Description. borg2 is significantly (x1.2-x2) faster than desync when storing particular 10 GiB file to empty storage despite borg2 is single-threaded and desync is multi-threaded. I tested this on two different machines. And both time I get significant time difference. (But theoretically desync should be significantly faster than borg, because desync is parallel). Same compression and chunking settings was used.

Steps to reproduce.

Install borg. Make sure you installed borg2 as opposed to borg1. (I tested borg2 only, I don't know how well borg1 performs). I used borg 2.0.0b5 for my tests. I installed borg2 from debian repository.

Build desync. I used desync from a005278. I installed debian package golang-go and did git clone https://github.com/folbricht/desync.git; cd desync/cmd/desync; go build; cp desync /.

Make sure all data (both input file and repositories) located on tmpfs.

Also make sure you always add data (using desync make or borg create) to empty repository.

Grab this file: http://safinaskar.com/f/03.zst and decompress it. This is zstd-compressed VM image. The image contains nothing confidential, so can be distributed without restriction. This is simple Debian VM. Its size is 490M. After decompression you will get 10 GiB file.

Make sure that after decompression the file is not sparse. If you are unsure, then copy it using cp --sparse=never.

Create desync repo using these commands:

mkdir /home/user/dedup-bench/input-fs/desync-repo
mkdir /home/user/dedup-bench/input-fs/desync-repo/index
mkdir /home/user/dedup-bench/input-fs/desync-repo/storage.castr

(Of course, exact path doesn't matter. I copied here my actual path, but you can use some other path.)

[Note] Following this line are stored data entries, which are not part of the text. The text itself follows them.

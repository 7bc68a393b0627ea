use std::path::PathBuf;

use figment::{
    providers::{Env, Format, Toml},
    Figment,
};
use serde::{Deserialize, Serialize};

/// Discord caps a single message at this many characters.
pub const DISCORD_MESSAGE_LIMIT: usize = 2000;
pub const DEFAULT_CONFIG_PATH: &str = "daia.toml";

/// Top-level config (daia.toml + DAIA_* env overrides).
///
/// Nested keys use a double underscore in the environment, e.g.
/// `DAIA_CHAT__API_KEY` overrides `[chat] api_key`.
#[derive(Debug, Clone, Default, Serialize, Deserialize)]
pub struct DaiaConfig {
    #[serde(default)]
    pub discord: DiscordConfig,
    #[serde(default)]
    pub chat: ChatConfig,
    #[serde(default)]
    pub prompt: PromptConfig,
    #[serde(default)]
    pub reply: ReplyConfig,
    #[serde(default)]
    pub settings: SettingsConfig,
    #[serde(default)]
    pub artifacts: ArtifactsConfig,
}

#[derive(Debug, Clone, Serialize, Deserialize)]
pub struct DiscordConfig {
    #[serde(default)]
    pub bot_token: String,
    /// Online status shown next to the bot: online, idle, dnd, invisible.
    #[serde(default = "default_status")]
    pub status: String,
    /// Register slash commands on this guild only (instant propagation).
    /// Global registration is used when unset.
    #[serde(default)]
    pub command_guild_id: Option<u64>,
}

impl Default for DiscordConfig {
    fn default() -> Self {
        Self {
            bot_token: String::new(),
            status: default_status(),
            command_guild_id: None,
        }
    }
}

/// Model backend selection. `provider` is validated when the backend is built.
#[derive(Debug, Clone, Serialize, Deserialize)]
pub struct ChatConfig {
    #[serde(default = "default_provider")]
    pub provider: String,
    #[serde(default = "default_model")]
    pub model: String,
    #[serde(default = "default_temperature")]
    pub temperature: f32,
    #[serde(default = "default_max_tokens")]
    pub max_tokens: u32,
    pub api_key: Option<String>,
    /// Required for `openai_compatible`, optional override for the others.
    pub base_url: Option<String>,
    /// Plain text file holding the base system prompt.
    pub system_prompt_path: Option<String>,
    /// Gemini only: let the model ground answers with Google Search.
    #[serde(default)]
    pub google_search: bool,
}

impl Default for ChatConfig {
    fn default() -> Self {
        Self {
            provider: default_provider(),
            model: default_model(),
            temperature: default_temperature(),
            max_tokens: default_max_tokens(),
            api_key: None,
            base_url: None,
            system_prompt_path: None,
            google_search: false,
        }
    }
}

#[derive(Debug, Clone, Serialize, Deserialize)]
pub struct PromptConfig {
    /// Append the participants/time block to the base system prompt.
    #[serde(default = "bool_true")]
    pub contextual: bool,
}

impl Default for PromptConfig {
    fn default() -> Self {
        Self { contextual: true }
    }
}

#[derive(Debug, Clone, Serialize, Deserialize)]
pub struct ReplyConfig {
    #[serde(default = "default_max_chars")]
    pub max_chars: usize,
    /// Prefix each merged user turn with "{name}: " so the model can tell
    /// speakers apart in multi-party channels.
    #[serde(default = "bool_true")]
    pub speaker_labels: bool,
}

impl Default for ReplyConfig {
    fn default() -> Self {
        Self {
            max_chars: default_max_chars(),
            speaker_labels: true,
        }
    }
}

#[derive(Debug, Clone, Serialize, Deserialize)]
pub struct SettingsConfig {
    #[serde(default = "default_settings_path")]
    pub path: String,
}

impl Default for SettingsConfig {
    fn default() -> Self {
        Self {
            path: default_settings_path(),
        }
    }
}

#[derive(Debug, Clone, Default, Serialize, Deserialize)]
pub struct ArtifactsConfig {
    /// Directory for extracted table files. Falls back to the OS temp dir.
    pub dir: Option<String>,
}

impl ArtifactsConfig {
    pub fn dir(&self) -> PathBuf {
        self.dir
            .as_ref()
            .map(PathBuf::from)
            .unwrap_or_else(std::env::temp_dir)
    }
}

impl DaiaConfig {
    /// Load config from a TOML file merged with `DAIA_*` environment variables.
    /// A missing file is not an error; every section has defaults.
    pub fn load(config_path: Option<&str>) -> crate::error::Result<Self> {
        let path = config_path.unwrap_or(DEFAULT_CONFIG_PATH);

        let config: DaiaConfig = Figment::new()
            .merge(Toml::file(path))
            .merge(Env::prefixed("DAIA_").split("__"))
            .extract()
            .map_err(|e| crate::error::DaiaError::Config(e.to_string()))?;

        if config.reply.max_chars == 0 {
            return Err(crate::error::DaiaError::Config(
                "reply.max_chars must be greater than zero".to_string(),
            ));
        }

        Ok(config)
    }
}

fn default_status() -> String {
    "online".to_string()
}
fn default_provider() -> String {
    "gemini".to_string()
}
fn default_model() -> String {
    "gemini-2.5-flash".to_string()
}
fn default_temperature() -> f32 {
    1.0
}
fn default_max_tokens() -> u32 {
    2048
}
fn default_max_chars() -> usize {
    DISCORD_MESSAGE_LIMIT
}
fn default_settings_path() -> String {
    "config/runtime.yml".to_string()
}
fn bool_true() -> bool {
    true
}

#[cfg(test)]
mod tests {
    use super::*;
    use std::io::Write;

    #[test]
    fn missing_file_yields_defaults() {
        let dir = tempfile::tempdir().unwrap();
        let path = dir.path().join("absent.toml");
        let config = DaiaConfig::load(path.to_str()).unwrap();

        assert_eq!(config.chat.provider, "gemini");
        assert_eq!(config.reply.max_chars, 2000);
        assert!(config.reply.speaker_labels);
        assert!(config.prompt.contextual);
        assert_eq!(config.settings.path, "config/runtime.yml");
    }

    #[test]
    fn file_values_override_defaults() {
        let mut file = tempfile::NamedTempFile::new().unwrap();
        writeln!(
            file,
            r#"
[discord]
bot_token = "abc"

[chat]
provider = "openai_compatible"
model = "llama3"
base_url = "http://localhost:11434"
api_key = "k"

[prompt]
contextual = false

[reply]
max_chars = 500
"#
        )
        .unwrap();

        let config = DaiaConfig::load(file.path().to_str()).unwrap();
        assert_eq!(config.discord.bot_token, "abc");
        assert_eq!(config.chat.provider, "openai_compatible");
        assert_eq!(config.chat.base_url.as_deref(), Some("http://localhost:11434"));
        assert!(!config.prompt.contextual);
        assert_eq!(config.reply.max_chars, 500);
        assert!((config.chat.temperature - 1.0).abs() < f32::EPSILON);
    }

    #[test]
    fn zero_reply_limit_is_rejected() {
        let mut file = tempfile::NamedTempFile::new().unwrap();
        writeln!(file, "[reply]\nmax_chars = 0").unwrap();

        let err = DaiaConfig::load(file.path().to_str()).unwrap_err();
        assert_eq!(err.code(), "CONFIG_ERROR");
    }
}
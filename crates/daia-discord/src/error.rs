/// Errors produced by the Discord adapter.
#[derive(Debug, thiserror::Error)]
pub enum DiscordError {
    #[error("serenity error: {0}")]
    Serenity(#[from] serenity::Error),

    #[error("no bot token configured (set [discord] bot_token or DAIA_DISCORD__BOT_TOKEN)")]
    NoToken,
}

/// HTTP status of a failed Discord REST call, if it got that far.
pub(crate) fn http_status(err: &serenity::Error) -> Option<u16> {
    match err {
        serenity::Error::Http(e) => e.status_code().map(|s| s.as_u16()),
        _ => None,
    }
}
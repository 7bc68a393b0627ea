//! Turning fetched channel history into a model conversation.
//!
//! Raw Discord history is multi-party and irregular: the same person posts
//! several messages in a row, two users talk past the bot, the bot sends a
//! reply in several chunks. Model APIs want strict user/assistant
//! alternation starting with a user turn. [`normalize_history`] bridges the
//! two; [`truncate_at_marker`] applies the `/newchat` cut first.

use std::collections::{BTreeSet, HashMap};

use daia_core::types::RawHistoryEntry;
use tracing::debug;

use crate::provider::{Message, Role};
use crate::table::substitute_placeholders;

/// Posted by `/newchat`; nothing at or before it is sent to the model.
pub const NEW_CHAT_MARKER: &str = "[new chat] ---";

/// Content of the synthetic assistant turn placed between two different users.
pub const SEPARATOR_TURN: &str = "...";

#[derive(Debug, Clone, Copy, Default, PartialEq, Eq)]
pub struct NormalizeOptions {
    /// Prefix each merged user turn with `"{display name}: "`.
    pub speaker_labels: bool,
}

#[derive(Debug, Clone, Default, PartialEq, Eq)]
pub struct NormalizedHistory {
    pub turns: Vec<Message>,
    /// Display names of every non-bot author in the window.
    pub participants: BTreeSet<String>,
}

/// Cut newest-first history at the newest `/newchat` marker and return the
/// survivors oldest-first. The marker itself is dropped.
pub fn truncate_at_marker(mut newest_first: Vec<RawHistoryEntry>) -> Vec<RawHistoryEntry> {
    if let Some(i) = newest_first
        .iter()
        .position(|e| e.content.contains(NEW_CHAT_MARKER))
    {
        debug!(kept = i, dropped = newest_first.len() - i, "history cut at new-chat marker");
        newest_first.truncate(i);
    }
    newest_first.reverse();
    newest_first
}

struct Tagged<'a> {
    role: Role,
    author: Option<(u64, &'a str)>,
    text: &'a str,
}

/// Merge oldest-first history into alternating turns.
///
/// Consecutive bot messages merge. Consecutive messages from one user merge.
/// A user followed directly by a different user gets a [`SEPARATOR_TURN`]
/// assistant turn in between. A user who speaks again after a bot turn is
/// simply a new user turn. Table placeholders are resolved against
/// `table_map`, then leading assistant turns are dropped.
pub fn normalize_history(
    entries: &[RawHistoryEntry],
    bot_user_id: u64,
    table_map: &HashMap<String, String>,
    options: NormalizeOptions,
) -> NormalizedHistory {
    let mut participants = BTreeSet::new();
    let tagged: Vec<Tagged<'_>> = entries
        .iter()
        .map(|e| match &e.author {
            Some(a) if a.id != bot_user_id => {
                participants.insert(a.display_name.clone());
                Tagged {
                    role: Role::User,
                    author: Some((a.id, a.display_name.as_str())),
                    text: e.content.trim(),
                }
            }
            _ => Tagged {
                role: Role::Assistant,
                author: None,
                text: e.content.trim(),
            },
        })
        .collect();

    let mut turns = Vec::new();
    let mut i = 0;
    while i < tagged.len() {
        let current = &tagged[i];
        let mut parts = Vec::new();
        let mut j = i;

        if current.role == Role::Assistant {
            while j < tagged.len() && tagged[j].role == Role::Assistant {
                parts.push(tagged[j].text.to_string());
                j += 1;
            }
            turns.push(Message::assistant(parts.join("\n")));
        } else {
            let author_id = current.author.map(|(id, _)| id);
            while j < tagged.len()
                && tagged[j].role == Role::User
                && tagged[j].author.map(|(id, _)| id) == author_id
            {
                parts.push(tagged[j].text.to_string());
                j += 1;
            }
            let mut text = parts.join("\n");
            if options.speaker_labels {
                if let Some((_, name)) = current.author {
                    text = format!("{name}: {text}");
                }
            }
            turns.push(Message::user(text));

            if j < tagged.len() && tagged[j].role == Role::User {
                turns.push(Message::assistant(SEPARATOR_TURN));
            }
        }
        i = j;
    }

    if !table_map.is_empty() {
        for turn in &mut turns {
            turn.content = substitute_placeholders(&turn.content, table_map);
        }
    }

    let leading = turns
        .iter()
        .take_while(|t| t.role == Role::Assistant)
        .count();
    turns.drain(..leading);

    NormalizedHistory {
        turns,
        participants,
    }
}
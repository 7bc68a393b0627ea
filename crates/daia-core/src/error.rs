use thiserror::Error;

#[derive(Debug, Error)]
pub enum DaiaError {
    #[error("Configuration error: {0}")]
    Config(String),

    #[error("Settings file error ({path}): {reason}")]
    Settings { path: String, reason: String },

    #[error("Invalid setting {key}: {reason}")]
    InvalidSetting { key: &'static str, reason: String },

    #[error("YAML error: {0}")]
    Yaml(#[from] serde_yaml::Error),

    #[error("Serialization error: {0}")]
    Serialization(#[from] serde_json::Error),

    #[error("I/O error: {0}")]
    Io(#[from] std::io::Error),

    #[error("Internal error: {0}")]
    Internal(String),
}

impl DaiaError {
    /// Short error code used in operator-facing logs.
    pub fn code(&self) -> &'static str {
        match self {
            DaiaError::Config(_) => "CONFIG_ERROR",
            DaiaError::Settings { .. } => "SETTINGS_ERROR",
            DaiaError::InvalidSetting { .. } => "INVALID_SETTING",
            DaiaError::Yaml(_) => "YAML_ERROR",
            DaiaError::Serialization(_) => "SERIALIZATION_ERROR",
            DaiaError::Io(_) => "IO_ERROR",
            DaiaError::Internal(_) => "INTERNAL_ERROR",
        }
    }
}

pub type Result<T> = std::result::Result<T, DaiaError>;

Put 03 to desync repo using this command:

time -p /desync make -m 16:64:256 -s /home/user/dedup-bench/input-fs/desync-repo/storage.castr /home/user/dedup-bench/input-fs/desync-repo/index/a.caibx  /home/user/dedup-bench/input-fs/03

Create borg repo using these commands:

export BORG_PASSPHRASE=password
borg2 rcreate --encryption=authenticated-blake2 --repo=/home/user/dedup-bench/input-fs/borg-repo

That directory (/home/user/dedup-bench/input-fs/borg-repo in my case) should not exist before this command (i. e. borg2 rcreate).

Add 03 to borg repo using these commands:

export BORG_PASSPHRASE=password
time -p borg2 create --repo=/home/user/dedup-bench/input-fs/borg-repo --chunker-params buzhash,14,18,16,4095 --compression zstd,3 a /home/user/dedup-bench/input-fs/03

End of steps to reproduce.

In both cases we used same settings. zstd level 3 (as well as I understand, in desync we have zstd level 3 hardcoded). And buzhash (again, as well as I understand desync uses buzhash).

I used string 16:64:256 for configuring desync. As well as I understand this means that desync should use 16 KiB as minimal chunk size, 64 KiB as average and 256 KiB as maximal. I used string buzhash,14,18,16,4095 for configuring borg. This means using 2 ^ 14 bytes as minimal chunk size, 2 ^ 16 bytes as average and 2 ^ 18 bytes as maximal. I. e. the same.

I did this test on two machines. First machine is AWS bare metal server. It was configured for benchmarks using these advises: https://easyperf.net/blog/2019/08/02/Perf-measurement-environment-on-Linux . It has 48 cpu cores, so I resticted my tests to 4 cpu cores by prepending taskset 0x0000000F to commands. (You may say that taskset confused desync and desync was not able to discover available parallelism. I don't think so, because test results on this machine match test results on another machine, where taskset was not used.) (Side note: if I don't restrict execution to 4 cpu cores and use all 48 cpu cores, then desync becomes faster than borg.)

AWS is debian bookworm.

Okay, so here are AWS results:

admin@ip-172-31-23-30:~$ time -p taskset 0x0000000F /desync make -m 16:64:256 -s /tmp/tmpfs/desync-repo/storage.castr /tmp/tmpfs/desync-repo/index/a.caibx /tmp/tmpfs/sparse-never-sto/03
Chunking [=========================================================================================================================================] 100.00% 20s
Storing [===========================================================================================================================================] 100.00% 9s
real 29.58
user 110.99
sys 4.42

admin@ip-172-31-23-30:/tmp/tmpfs$ BORG_PASSPHRASE=password time -p taskset 0x0000000F borg2 create --repo=/tmp/tmpfs/repo --chunker-params buzhash,14,18,16,4095 --compression zstd,3 a /tmp/tmpfs/sparse-never-sto/03 
real 24.39
user 22.65
sys 1.81

As you can see borg time is 24.39 and desync time is 29.58, i. e. desync is x1.2 slower.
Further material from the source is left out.